The Court of Appeals of Washington, Division Three
Apr 29, 2008
144 Wn. App. 1020 (Wash. Ct. App. 2008)

Opinion

No. 25853-0-III.

April 29, 2008.

Appeal from a judgment of the Superior Court for Franklin County, No. 06-1-50308-1, Vic L. VanderSchoor, J., entered January 29, 2007.


Affirmed by unpublished opinion per Schultheis, C.J., concurred in by Brown, J., and Thompson, J. Pro Tem.


Katrina Ann Dale appeals her forgery conviction, claiming insufficient evidence supports the conviction and prosecutorial misconduct denied her a fair trial. We affirm.

FACTS

On February 3, 2006, Ms. Dale entered the Pasco branch of Money Tree to cash three money orders. A store clerk confirmed that Ms. Dale had an account with Money Tree, but discovered that the money orders had been reported stolen. The clerk asked Ms. Dale if she knew who purchased the money orders. Ms. Dale initially denied knowing the purchaser, but later stated Joel Ham had given them to her. This name did not match store records and the police were called. Ms. Dale fled. The State charged Ms. Dale with forgery.

At trial, the owner of the money orders testified that they had been lost or stolen while she was shopping. She stated that Ms. Dale did not have permission to cash them.

Ms. Dale testified that she attempted to cash the money orders at Money Tree as a favor for Joel Ham, an acquaintance. According to Ms. Dale, Mr. Ham assured her the money orders were not stolen. However, Ms. Dale was suspicious and allegedly called a 1-800 number to verify the validity of the money orders. She claimed she was told the orders were valid. Mr. Ham testified that he did not know Ms. Dale or give her the money orders.

Carl Burk, Ms. Dale's former roommate, corroborated Ms. Dale's version of events. He testified that he was present when Mr. Ham asked Ms. Dale to cash the money orders for him. He stated that he heard Mr. Ham assure Ms. Dale that the money orders were not stolen.

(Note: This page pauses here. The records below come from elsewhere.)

//! SQLite persistence for pages, leads and view counters.

use chrono::{DateTime, Utc};
use shared_types::{Lead, LeadStatus, PublishedPage, TemplateKind};
use sqlx::{FromRow, SqlitePool};

use crate::error::ApiError;

/// Page row as stored; JSON columns hold the frozen draft data.
#[derive(Debug, Clone, FromRow)]
struct DbPage {
    id: String,
    owner_id: String,
    template: String,
    title: String,
    agent_json: String,
    properties_json: String,
    branding_json: String,
    content_json: String,
    public_path: String,
    published: i64,
    created_at: DateTime<Utc>,
    updated_at: DateTime<Utc>,
}

impl DbPage {
    fn into_page(self, view_count: i64) -> Result<PublishedPage, ApiError> {
        Ok(PublishedPage {
            id: self.id,
            owner_id: self.owner_id,
            template: self
                .template
                .parse::<TemplateKind>()
                .unwrap_or_default(),
            title: self.title,
            agent: serde_json::from_str(&self.agent_json)
                .map_err(|e| ApiError::Internal(e.into()))?,
            properties: serde_json::from_str(&self.properties_json)
                .map_err(|e| ApiError::Internal(e.into()))?,
            branding: serde_json::from_str(&self.branding_json)
                .map_err(|e| ApiError::Internal(e.into()))?,
            content: serde_json::from_str(&self.content_json)
                .map_err(|e| ApiError::Internal(e.into()))?,
            public_path: self.public_path,
            published: self.published != 0,
            created_at: self.created_at,
            updated_at: self.updated_at,
            view_count,
        })
    }
}

const SELECT_PAGE: &str = r#"
    SELECT id, owner_id, template, title, agent_json, properties_json,
           branding_json, content_json, public_path, published,
           created_at, updated_at
    FROM pages
"#;

/// Insert a frozen page. The unique index on `public_path` is the final
/// word on slug availability; a violation maps to a conflict, never a
/// partial document.
pub async fn insert_page(db: &SqlitePool, page: &PublishedPage) -> Result<(), ApiError> {
    let agent_json =
        serde_json::to_string(&page.agent).map_err(|e| ApiError::Internal(e.into()))?;
    let properties_json =
        serde_json::to_string(&page.properties).map_err(|e| ApiError::Internal(e.into()))?;
    let branding_json =
        serde_json::to_string(&page.branding).map_err(|e| ApiError::Internal(e.into()))?;
    let content_json =
        serde_json::to_string(&page.content).map_err(|e| ApiError::Internal(e.into()))?;

    let result = sqlx::query(
        r#"
        INSERT INTO pages (id, owner_id, template, title, agent_json, properties_json,
                           branding_json, content_json, public_path, published,
                           created_at, updated_at)
        VALUES (?, ?, ?, ?, ?, ?, ?, ?, ?, ?, ?, ?)
        "#,
    )
    .bind(&page.id)
    .bind(&page.owner_id)
    .bind(page.template.to_string())
    .bind(&page.title)
    .bind(&agent_json)
    .bind(&properties_json)
    .bind(&branding_json)
    .bind(&content_json)
    .bind(&page.public_path)
    .bind(page.published as i64)
    .bind(page.created_at.to_rfc3339())
    .bind(page.updated_at.to_rfc3339())
    .execute(db)
    .await;

    match result {
        Ok(_) => Ok(()),
        Err(sqlx::Error::Database(dbe)) if dbe.is_unique_violation() => {
            Err(ApiError::PathTaken(page.public_path.clone()))
        }
        Err(err) => Err(err.into()),
    }
}

/// Advisory pre-check of slug availability; the insert re-checks.
pub async fn path_available(db: &SqlitePool, path: &str) -> Result<bool, ApiError> {
    let existing: Option<(String,)> = sqlx::query_as("SELECT id FROM pages WHERE public_path = ?")
        .bind(path)
        .fetch_optional(db)
        .await?;
    Ok(existing.is_none())
}

/// Fetch one published page by its public path.
pub async fn page_by_path(db: &SqlitePool, path: &str) -> Result<Option<PublishedPage>, ApiError> {
    let row: Option<DbPage> =
        sqlx::query_as(&format!("{} WHERE public_path = ? AND published = 1", SELECT_PAGE))
            .bind(path)
            .fetch_optional(db)
            .await?;

    match row {
        None => Ok(None),
        Some(row) => {
            let views = view_count(db, &row.id).await.unwrap_or(0);
            row.into_page(views).map(Some)
        }
    }
}

/// Fetch a page regardless of its published flag, for owner lookups.
pub async fn page_by_id(db: &SqlitePool, id: &str) -> Result<Option<PublishedPage>, ApiError> {
    let row: Option<DbPage> = sqlx::query_as(&format!("{} WHERE id = ?", SELECT_PAGE))
        .bind(id)
        .fetch_optional(db)
        .await?;

    match row {
        None => Ok(None),
        Some(row) => {
            let views = view_count(db, &row.id).await.unwrap_or(0);
            row.into_page(views).map(Some)
        }
    }
}

pub async fn view_count(db: &SqlitePool, page_id: &str) -> Result<i64, ApiError> {
    let row: Option<(i64,)> = sqlx::query_as("SELECT views FROM page_views WHERE page_id = ?")
        .bind(page_id)
        .fetch_optional(db)
        .await?;
    Ok(row.map(|(v,)| v).unwrap_or(0))
}

/// Count one page view. Callers treat failures as non-fatal.
pub async fn increment_views(db: &SqlitePool, page_id: &str) -> Result<(), ApiError> {
    sqlx::query(
        r#"
        INSERT INTO page_views (page_id, views) VALUES (?, 1)
        ON CONFLICT(page_id) DO UPDATE SET views = views + 1
        "#,
    )
    .bind(page_id)
    .execute(db)
    .await?;
    Ok(())
}

/// Lead row as stored.
#[derive(Debug, Clone, FromRow)]
struct DbLead {
    id: String,
    site_id: String,
    name: String,
    email: String,
    phone: String,
    message: String,
    property_id: Option<String>,
    status: String,
    source: String,
    created_at: DateTime<Utc>,
}

impl From<DbLead> for Lead {
    fn from(row: DbLead) -> Self {
        Lead {
            id: row.id,
            site_id: row.site_id,
            name: row.name,
            email: row.email,
            phone: row.phone,
            message: row.message,
            property_id: row.property_id,
            status: row.status.parse::<LeadStatus>().unwrap_or_default(),
            source: row.source,
            created_at: row.created_at,
        }
    }
}

pub async fn insert_lead(db: &SqlitePool, lead: &Lead) -> Result<(), ApiError> {
    sqlx::query(
        r#"
        INSERT INTO leads (id, site_id, name, email, phone, message, property_id,
                           status, source, created_at)
        VALUES (?, ?, ?, ?, ?, ?, ?, ?, ?, ?)
        "#,
    )
    .bind(&lead.id)
    .bind(&lead.site_id)
    .bind(&lead.name)
    .bind(&lead.email)
    .bind(&lead.phone)
    .bind(&lead.message)
    .bind(&lead.property_id)
    .bind(lead.status.to_string())
    .bind(&lead.source)
    .bind(lead.created_at.to_rfc3339())
    .execute(db)
    .await?;
    Ok(())
}

pub async fn leads_for_site(db: &SqlitePool, site_id: &str) -> Result<Vec<Lead>, ApiError> {
    let rows: Vec<DbLead> = sqlx::query_as(
        r#"
        SELECT id, site_id, name, email, phone, message, property_id,
               status, source, created_at
        FROM leads
        WHERE site_id = ?
        ORDER BY created_at DESC
        "#,
    )
    .bind(site_id)
    .fetch_all(db)
    .await?;

    Ok(rows.into_iter().map(Lead::from).collect())
}
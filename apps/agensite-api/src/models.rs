//! Request and response shapes for the Agensite API

use serde::{Deserialize, Serialize};
use shared_types::{Branding, GeneratedContent, Lead};
use validation_engine::{AgentProfileInput, PropertyInput};

/// Body of `POST /api/leads`.
#[derive(Debug, Clone, Deserialize)]
#[serde(rename_all = "camelCase")]
pub struct LeadRequest {
    /// Published page the form was submitted on. `siteId` is accepted as an
    /// alias for older clients.
    #[serde(alias = "siteId")]
    pub page_id: String,
    #[serde(default)]
    pub name: String,
    #[serde(default)]
    pub email: String,
    #[serde(default)]
    pub phone: String,
    #[serde(default)]
    pub message: Option<String>,
    #[serde(default)]
    pub property_id: Option<String>,
    #[serde(default)]
    pub source: Option<String>,
}

#[derive(Debug, Clone, Serialize)]
#[serde(rename_all = "camelCase")]
pub struct LeadResponse {
    pub success: bool,
    pub lead_id: String,
    /// Prefilled `wa.me` link the client can surface as "notify via chat".
    pub whatsapp_link: Option<String>,
}

#[derive(Debug, Clone, Deserialize)]
#[serde(rename_all = "camelCase")]
pub struct LeadsQuery {
    #[serde(alias = "siteId")]
    pub site_id: String,
    pub owner_id: Option<String>,
}

#[derive(Debug, Clone, Serialize)]
pub struct LeadsResponse {
    pub success: bool,
    pub leads: Vec<Lead>,
    pub count: usize,
}

/// Body of `POST /api/ai/generate-content`.
#[derive(Debug, Clone, Deserialize)]
#[serde(rename_all = "camelCase")]
pub struct GenerateContentRequest {
    pub agent_info: AgentProfileInput,
}

#[derive(Debug, Clone, Serialize)]
pub struct GenerateContentResponse {
    pub success: bool,
    pub content: GeneratedContent,
}

/// Body of the single-field AI endpoints that work off the profile.
#[derive(Debug, Clone, Deserialize)]
#[serde(rename_all = "camelCase")]
pub struct AgentFieldRequest {
    pub agent_info: AgentProfileInput,
}

/// Body of `POST /api/ai/property-description`.
#[derive(Debug, Clone, Deserialize)]
#[serde(rename_all = "camelCase")]
pub struct PropertyFieldRequest {
    pub property: PropertyInput,
}

/// Body of `POST /api/ai/optimize-content`.
#[derive(Debug, Clone, Deserialize)]
pub struct OptimizeRequest {
    pub text: String,
}

#[derive(Debug, Clone, Serialize)]
pub struct TextResponse {
    pub success: bool,
    pub text: String,
}

/// Body of `POST /api/pages/publish`.
#[derive(Debug, Clone, Deserialize)]
#[serde(rename_all = "camelCase")]
pub struct PublishRequest {
    pub owner_id: String,
    #[serde(default)]
    pub template: Option<String>,
    #[serde(default)]
    pub title: Option<String>,
    /// Desired slug; normalized server-side.
    pub public_path: String,
    pub agent_info: AgentProfileInput,
    #[serde(default)]
    pub properties: Vec<PropertyInput>,
    #[serde(default)]
    pub branding: Option<Branding>,
    /// Copy bundle the client previewed; regenerated from defaults when
    /// absent.
    #[serde(default)]
    pub content: Option<GeneratedContent>,
}

#[derive(Debug, Clone, Serialize)]
#[serde(rename_all = "camelCase")]
pub struct PublishResponse {
    pub success: bool,
    pub page_id: String,
    pub public_path: String,
    /// Subdomain form, e.g. `https://aina.agensite.my`.
    pub url: String,
    /// Path form, e.g. `/p/aina`.
    pub path_url: String,
}

#[derive(Debug, Clone, Deserialize)]
pub struct CheckPathQuery {
    pub path: String,
}

#[derive(Debug, Clone, Serialize)]
#[serde(rename_all = "camelCase")]
pub struct CheckPathResponse {
    pub success: bool,
    pub available: bool,
    /// The slug as it would actually be published.
    pub normalized: String,
}

/// Payment provider callback body. Only trusted after signature
/// verification.
#[derive(Debug, Clone, Deserialize)]
#[serde(rename_all = "camelCase")]
pub struct PaymentWebhook {
    pub transaction_id: String,
    pub status: String,
    pub amount: String,
    #[serde(default)]
    pub order_id: Option<String>,
}

#[derive(Debug, Clone, Serialize)]
pub struct WebhookResponse {
    pub success: bool,
    pub received: bool,
}

/// Health check response
#[derive(Serialize)]
pub struct HealthResponse {
    pub status: &'static str,
    pub service: &'static str,
    pub version: &'static str,
}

During closing argument, the prosecuting attorney noted Ms. Dale's failure to provide evidence that she called Money Tree to verify the money orders. Defense counsel objected that Ms. Dale had no burden to produce evidence. The prosecuting attorney responded, "Ms. Dale brought up the idea that she called this 1-800 number. She didn't bring anything to back it up. . . . You think that would be important to bring it in." Report of Proceedings at 69-70. The trial court overruled defense counsel's objection.

A jury convicted Ms. Dale as charged. This appeal followed.

ANALYSIS

Ms. Dale claims that the evidence does not support her conviction for forgery. The test for determining the sufficiency of the evidence is whether, after viewing the evidence in the light most favorable to the State, any rational trier of fact could have found guilt beyond a reasonable doubt. State v. Salinas, 119 Wn.2d 192, 201, 829 P.2d 1068 (1992). A claim of insufficiency admits the truth of the State's evidence and all inferences that reasonably can be drawn therefrom. Id.

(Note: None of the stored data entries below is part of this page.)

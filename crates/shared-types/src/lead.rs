//! Visitor-submitted contact leads.

use chrono::{DateTime, Utc};
use serde::{Deserialize, Serialize};

/// Workflow status of a lead. Created as `New`; later transitions are made
/// by the owning agent from their dashboard.
#[derive(Debug, Clone, Copy, PartialEq, Eq, Default, Serialize, Deserialize)]
#[serde(rename_all = "snake_case")]
pub enum LeadStatus {
    #[default]
    New,
    Contacted,
    Qualified,
    Closed,
}

impl std::fmt::Display for LeadStatus {
    fn fmt(&self, f: &mut std::fmt::Formatter<'_>) -> std::fmt::Result {
        let s = match self {
            LeadStatus::New => "new",
            LeadStatus::Contacted => "contacted",
            LeadStatus::Qualified => "qualified",
            LeadStatus::Closed => "closed",
        };
        write!(f, "{}", s)
    }
}

impl std::str::FromStr for LeadStatus {
    type Err = String;

    fn from_str(s: &str) -> Result<Self, Self::Err> {
        match s {
            "new" => Ok(LeadStatus::New),
            "contacted" => Ok(LeadStatus::Contacted),
            "qualified" => Ok(LeadStatus::Qualified),
            "closed" => Ok(LeadStatus::Closed),
            other => Err(format!("unknown lead status '{}'", other)),
        }
    }
}

/// A contact-form submission against a published page.
///
/// Only ever created by the visitor-facing form; it references its site by
/// id alone (a lookup key, not an ownership link).
#[derive(Debug, Clone, PartialEq, Serialize, Deserialize)]
pub struct Lead {
    pub id: String,
    pub site_id: String,
    pub name: String,
    pub email: String,
    pub phone: String,
    pub message: String,
    /// Listing the visitor asked about, if they picked one.
    pub property_id: Option<String>,
    pub status: LeadStatus,
    /// Where the submission came from, e.g. "landing_page".
    pub source: String,
    pub created_at: DateTime<Utc>,
}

Citing State v. Mark, 94 Wn.2d 520, 618 P.2d 73 (1980) and State v. Marshall, 25 Wn. App. 240, 606 P.2d 278 (1980), Ms. Dale argues that "[f]orgery does not involve the making of false entries in an otherwise genuine document." Br. of Appellant at 6. She reasons that because the money orders in this case were genuine documents in that they were what they purported to be, they could not be forgeries.

Ms. Dale's reliance on Mark and Marshall is misplaced. Both cases distinguish between a forged document and a genuine document that contains false information. In those cases, pharmacists submitted claim forms using their true names and names of local doctors. They did not forge signatures. But they falsely indicated that doctors had prescribed medications. Both courts held that forgery does not involve the making of false entries in otherwise genuine documents. Mark, 94 Wn.2d at 523-24; Marshall, 25 Wn. App. at 241-42.

In contrast to Mark and Marshall, the documents at issue here did not purport to be just money orders; they purported to be money orders belonging to Ms. Dale. Ms. Dale altered the money orders by writing in her name as the "Purchaser, Signer for Drawer" and signing them. Ex. 1. In Mark and Marshall, the pharmacists actually had the authority to sign prescription forms on behalf of doctors. But here, as the State correctly notes, "the Defendant wasn't merely misusing her authority, she was actually altering the document to give her the authority to cash it." Br. of Respondent at 7. Thus, this case involves a material alteration not present in Mark and Marshall. The money orders did not correctly identify the purchaser, and thus were not the documents they purported to be.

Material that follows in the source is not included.